In any case, Agca was pardoned by Italy in 2000, and is now in Turkey serving out the remainder of his sentence for killing that newspaper editor. He is due to be set loose in 2008, whereupon he will no doubt be welcomed with open arms by the Canadian immigration system.

THEY SAID IT!

"If we can get people to come to our gym, it's only a matter of time before we can get them to visit our sanctuary."

- Dr. Joe Samuel Ratliff, pastor of Brentwood Baptist Megachurch in Texas.

*** *** ***

"These Megachurches provide a universe where everything from the temperature to the theology is safely controlled. They don't have to worry about finding schools, social networks or a place to eat. It's all prepackaged."

Dr. Randall Ballmer, a professor of American religion at Barnard College. Both today's quotes are taken from this New York Times article about the rise of so-called Megachurches in the American HeartlandTM. Basically, you can now sleep, work, go to school, hit the Cybex, eat McDonalds - and, of course pray - all without ever having to leave the cozy confines of your sectarian castle-keep. If you hit only one link in today's Dirt, let it be this one. It provides proof positive that we are living in an age of perfect satire, surrounded by people who don't realize they're playing parts in a vast burlesque.

JOKES
  • Today's first joke was sent in by our new pal Stan...

    A man is out, driving happily along in his car late one Saturday evening. Before too long, the cops pull him over.
    The policeman walks up to the man and asks, "Have you been drinking, sir?"
    "Why? Was I weaving all over the road?"
    "No," replied, the policeman, "you were driving splendidly. It was the ugly fat chick in the passenger seat that gave you away."

    *** *** ***

  • Today's second joke was sent in by our new pal Sarah E...

    Two old men were sitting on a park bench outside the local town hall when a flower show was in progress. One leaned over to the other and said, "Cripes! life is boring, we never have any fun these days. For $5.00 I'd take my clothes off and streak through the flower show!"
    "You're on!" said the other old fellow, holding up five dollars.
    As fast as he could, the first old man fumbled his way out of his clothes and completely naked, streaked through the front door of the town hall, followed by loud applause.
    The streaker burst out through the door surrounded by a cheering crowd.
    "Wow, what happened?" asked his friend.
    "It was great!" he said, "I won first prize for Best Dried Arrangement!"

  • WORST JOKE OF THE DAY
  • Today's worst joke was sent in by Erica P.

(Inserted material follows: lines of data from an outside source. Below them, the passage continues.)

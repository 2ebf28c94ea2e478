//! Desktop simulator for the panelmeter-rs instrument UI.
//!
//! Renders the panel in an SDL2 window via `embedded-graphics-simulator`
//! and feeds it synthetic measurement waveforms so every page can be
//! exercised without hardware. Mouse clicks act as the touch digitizer;
//! the event pump lives inside the digitizer so the blocking widget loops
//! keep seeing button-up events.
//!
//! # Key bindings
//!
//! | Key   | Action                   |
//! |-------|--------------------------|
//! | Right | Next measurement page    |
//! | Left  | Previous measurement page|
//! | S     | Setup page               |
//! | Q     | Quit                     |

use std::cell::{Cell, RefCell};
use std::rc::Rc;
use std::time::{Duration, Instant};

use embedded_graphics::pixelcolor::Rgb565;
use embedded_graphics::prelude::*;
use embedded_graphics_simulator::{
    sdl2::Keycode, OutputSettingsBuilder, SimulatorDisplay, SimulatorEvent, Window,
};
use log::info;

use panelmeter_core::app::PanelApp;
use panelmeter_core::config::PanelConfig;
use panelmeter_core::framebuffer::FrameBuffer;
use panelmeter_core::sampling::convert_pair;
use panelmeter_core::settings::{Settings, SettingsError, SettingsStore};
use panelmeter_core::ui::gfx::{Datum, FontId, Gfx, Rect};
use panelmeter_core::ui::{
    Clock, EncoderCounter, TouchDigitizer, TouchProvider, Ui, UiEvent, WidgetTag,
    DISPLAY_HEIGHT_PX, DISPLAY_WIDTH_PX,
};

const WINDOW_SCALE: u32 = 2;
const FRAME_DURATION: Duration = Duration::from_millis(35);

static ENCODER: EncoderCounter = EncoderCounter::new();

// ---------------------------------------------------------------------------
// Input bridge
// ---------------------------------------------------------------------------

/// State shared between the digitizer (which pumps SDL events) and the
/// main loop (which consumes key presses and the quit flag).
struct SharedInput {
    window: RefCell<Window>,
    pressed: Cell<Option<(u16, u16)>>,
    key: Cell<Option<Keycode>>,
    quit: Cell<bool>,
}

/// Mouse-as-touch digitizer. Every read pumps the SDL event queue so
/// release events reach the blocking wait-for-release loops.
struct MouseTouch {
    shared: Rc<SharedInput>,
}

impl TouchDigitizer for MouseTouch {
    fn read(&mut self) -> Option<(u16, u16)> {
        let mut window = self.shared.window.borrow_mut();
        for event in window.events() {
            match event {
                SimulatorEvent::Quit => self.shared.quit.set(true),
                SimulatorEvent::KeyDown { keycode, .. } => self.shared.key.set(Some(keycode)),
                SimulatorEvent::MouseButtonDown { point, .. } => {
                    let x = point.x.clamp(0, DISPLAY_WIDTH_PX as i32 - 1) as u16;
                    let y = point.y.clamp(0, DISPLAY_HEIGHT_PX as i32 - 1) as u16;
                    self.shared.pressed.set(Some((x, y)));
                }
                SimulatorEvent::MouseButtonUp { .. } => self.shared.pressed.set(None),
                _ => {}
            }
        }
        self.shared.pressed.get()
    }
}

/// Framebuffer bridged to the SDL window: `present` flushes the dirty
/// region into the simulator display and refreshes the window, keeping
/// blocking widget loops visually live.
struct SimScreen {
    fb: FrameBuffer,
    display: SimulatorDisplay<Rgb565>,
    shared: Rc<SharedInput>,
}

impl Gfx for SimScreen {
    fn fill_rect(&mut self, rect: Rect, color: Rgb565) {
        self.fb.fill_rect(rect, color);
    }

    fn draw_rect(&mut self, rect: Rect, color: Rgb565) {
        self.fb.draw_rect(rect, color);
    }

    fn draw_hline(&mut self, x: i32, y: i32, w: i32, color: Rgb565) {
        self.fb.draw_hline(x, y, w, color);
    }

    fn draw_vline(&mut self, x: i32, y: i32, h: i32, color: Rgb565) {
        self.fb.draw_vline(x, y, h, color);
    }

    fn draw_line(&mut self, x0: i32, y0: i32, x1: i32, y1: i32, color: Rgb565) {
        self.fb.draw_line(x0, y0, x1, y1, color);
    }

    fn draw_wide_line(&mut self, x0: i32, y0: i32, x1: i32, y1: i32, width: u32, color: Rgb565) {
        self.fb.draw_wide_line(x0, y0, x1, y1, width, color);
    }

    fn fill_circle(&mut self, cx: i32, cy: i32, r: i32, color: Rgb565) {
        self.fb.fill_circle(cx, cy, r, color);
    }

    fn draw_circle(&mut self, cx: i32, cy: i32, r: i32, color: Rgb565) {
        self.fb.draw_circle(cx, cy, r, color);
    }

    fn fill_triangle(&mut self, p: [(i32, i32); 3], color: Rgb565) {
        self.fb.fill_triangle(p, color);
    }

    fn draw_triangle(&mut self, p: [(i32, i32); 3], color: Rgb565) {
        self.fb.draw_triangle(p, color);
    }

    fn fill_round_rect(&mut self, rect: Rect, radius: i32, color: Rgb565) {
        self.fb.fill_round_rect(rect, radius, color);
    }

    fn draw_round_rect(&mut self, rect: Rect, radius: i32, color: Rgb565) {
        self.fb.draw_round_rect(rect, radius, color);
    }

    fn draw_text(
        &mut self,
        text: &str,
        x: i32,
        y: i32,
        font: FontId,
        datum: Datum,
        fg: Rgb565,
        bg: Option<Rgb565>,
    ) {
        self.fb.draw_text(text, x, y, font, datum, fg, bg);
    }

    fn read_rect(&mut self, rect: Rect) -> Vec<Rgb565> {
        self.fb.read_rect(rect)
    }

    fn push_rect(&mut self, rect: Rect, pixels: &[Rgb565]) {
        self.fb.push_rect(rect, pixels);
    }

    fn text_width(&self, text: &str, font: FontId) -> i32 {
        self.fb.text_width(text, font)
    }

    fn present(&mut self) {
        self.fb.flush(&mut self.display).unwrap();
        self.shared.window.borrow_mut().update(&self.display);
    }
}

/// Wall-clock implementation of the core clock trait.
#[derive(Clone, Copy)]
struct StdClock {
    start: Instant,
}

impl StdClock {
    fn new() -> Self {
        Self {
            start: Instant::now(),
        }
    }
}

impl Clock for StdClock {
    fn now_ms(&self) -> u32 {
        self.start.elapsed().as_millis() as u32
    }

    fn delay_ms(&self, ms: u32) {
        std::thread::sleep(Duration::from_millis(ms as u64));
    }
}

// ---------------------------------------------------------------------------
// Settings persistence
// ---------------------------------------------------------------------------

/// Settings record in a local file, standing in for the flash partition.
struct FileStore {
    path: std::path::PathBuf,
}

impl FileStore {
    fn new() -> Self {
        Self {
            path: std::path::PathBuf::from("panelmeter-settings.bin"),
        }
    }
}

impl SettingsStore for FileStore {
    fn load(&mut self) -> Result<Settings, SettingsError> {
        let bytes = std::fs::read(&self.path).map_err(|_| SettingsError::Missing)?;
        Settings::from_bytes(&bytes)
    }

    fn save(&mut self, settings: &Settings) -> Result<(), SettingsError> {
        let bytes = settings.to_bytes()?;
        std::fs::write(&self.path, bytes).map_err(|_| SettingsError::Storage)
    }
}

// ---------------------------------------------------------------------------
// Signal generator
// ---------------------------------------------------------------------------

/// Synthetic ADC counts: a slow swell on the current channel and a
/// ripple-laden level on the voltage channel.
struct SignalGenerator {
    t: f64,
}

impl SignalGenerator {
    fn new() -> Self {
        Self { t: 0.0 }
    }

    fn next_raw(&mut self, dt: f64) -> (i32, i32) {
        self.t += dt;
        let amps = 1800.0 + 1500.0 * (self.t / 4.0).sin() + 120.0 * (self.t * 3.1).sin();
        let volts = 2400.0 + 600.0 * (self.t / 9.0).sin() + 40.0 * (self.t * 7.3).cos();
        (amps.max(0.0) as i32, volts.max(0.0) as i32)
    }
}

// ---------------------------------------------------------------------------

fn main() {
    env_logger::init();

    let display = SimulatorDisplay::<Rgb565>::new(Size::new(
        DISPLAY_WIDTH_PX as u32,
        DISPLAY_HEIGHT_PX as u32,
    ));
    let output_settings = OutputSettingsBuilder::new().scale(WINDOW_SCALE).build();
    let window = Window::new("Panel Meter Simulator", &output_settings);

    let shared = Rc::new(SharedInput {
        window: RefCell::new(window),
        pressed: Cell::new(None),
        key: Cell::new(None),
        quit: Cell::new(false),
    });
    let touch = MouseTouch {
        shared: Rc::clone(&shared),
    };

    let screen = SimScreen {
        fb: FrameBuffer::new(),
        display,
        shared: Rc::clone(&shared),
    };
    let config = PanelConfig::default();
    let mut ui = Ui::new(
        screen,
        TouchProvider::new(touch, &ENCODER),
        StdClock::new(),
        config,
    );

    let mut store = FileStore::new();
    let settings = store.load().unwrap_or_else(|err| {
        info!("no stored settings ({err}), using defaults");
        Settings::default()
    });

    let mut app = PanelApp::new(settings, &config);
    app.start(&mut ui);
    ui.gfx.present();

    info!("simulator running");

    let mut generator = SignalGenerator::new();
    let mut scope_toggle = false;
    loop {
        if shared.quit.get() {
            break;
        }
        if let Some(key) = shared.key.take() {
            match key {
                Keycode::Right => ui.events.push(UiEvent::Pressed {
                    tag: WidgetTag::RightWipe,
                }),
                Keycode::Left => ui.events.push(UiEvent::Pressed {
                    tag: WidgetTag::LeftWipe,
                }),
                Keycode::S => ui.events.push(UiEvent::Pressed {
                    tag: WidgetTag::SetupBtn,
                }),
                Keycode::Q => break,
                _ => {}
            }
        }

        let (raw_amps, raw_volts) = generator.next_raw(FRAME_DURATION.as_secs_f64());
        let samples = convert_pair(raw_amps, raw_volts, app.settings());
        scope_toggle = !scope_toggle;

        app.tick(&mut ui, &mut store, samples, scope_toggle);
        ui.gfx.present();

        std::thread::sleep(FRAME_DURATION);
    }
}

    A woman walks into a bar carrying a duck under her arm. The bartender says, "Hey you can't bring that pig into the bar."
    The woman says, "It's not a pig, it's a duck."
    The bartender says, "I was talking to the duck."

  • JERKY KNOWS!
    Relationship troubles? Philosophical quandaries? Nagging doubts about your spouse? Jerky knows the answer! Send your letter to the feedback address at the bottom of the page:

    Dear Jerky; In all of your news-worthy exposés and exploits, why haven't you covered THIS guy, who really sums up the oxymoronic nature of our species? Signed: Stein

    Dear Stein; I haven't provided Daily Dirt readers with a link to that website for the exact same reason why I haven't run a recipe for dead spider sandwiches. Because just as nobody in their right mind would ever want to eat such a sandwich - not even with a side order of a homeless person's hair, deep fried and sprinkled with toe-nail clippings - no sane person would ever want to delve into the inky, soul-sucking darkness that is Ouchy. I changed my mind about running the link, however, when I remembered our previous research which showed the average Daily Dirt reader falling somewhere just below the legal definition of "sane." So click away, my vile congregation... there is no website I can show you that can make you sicker than you already are.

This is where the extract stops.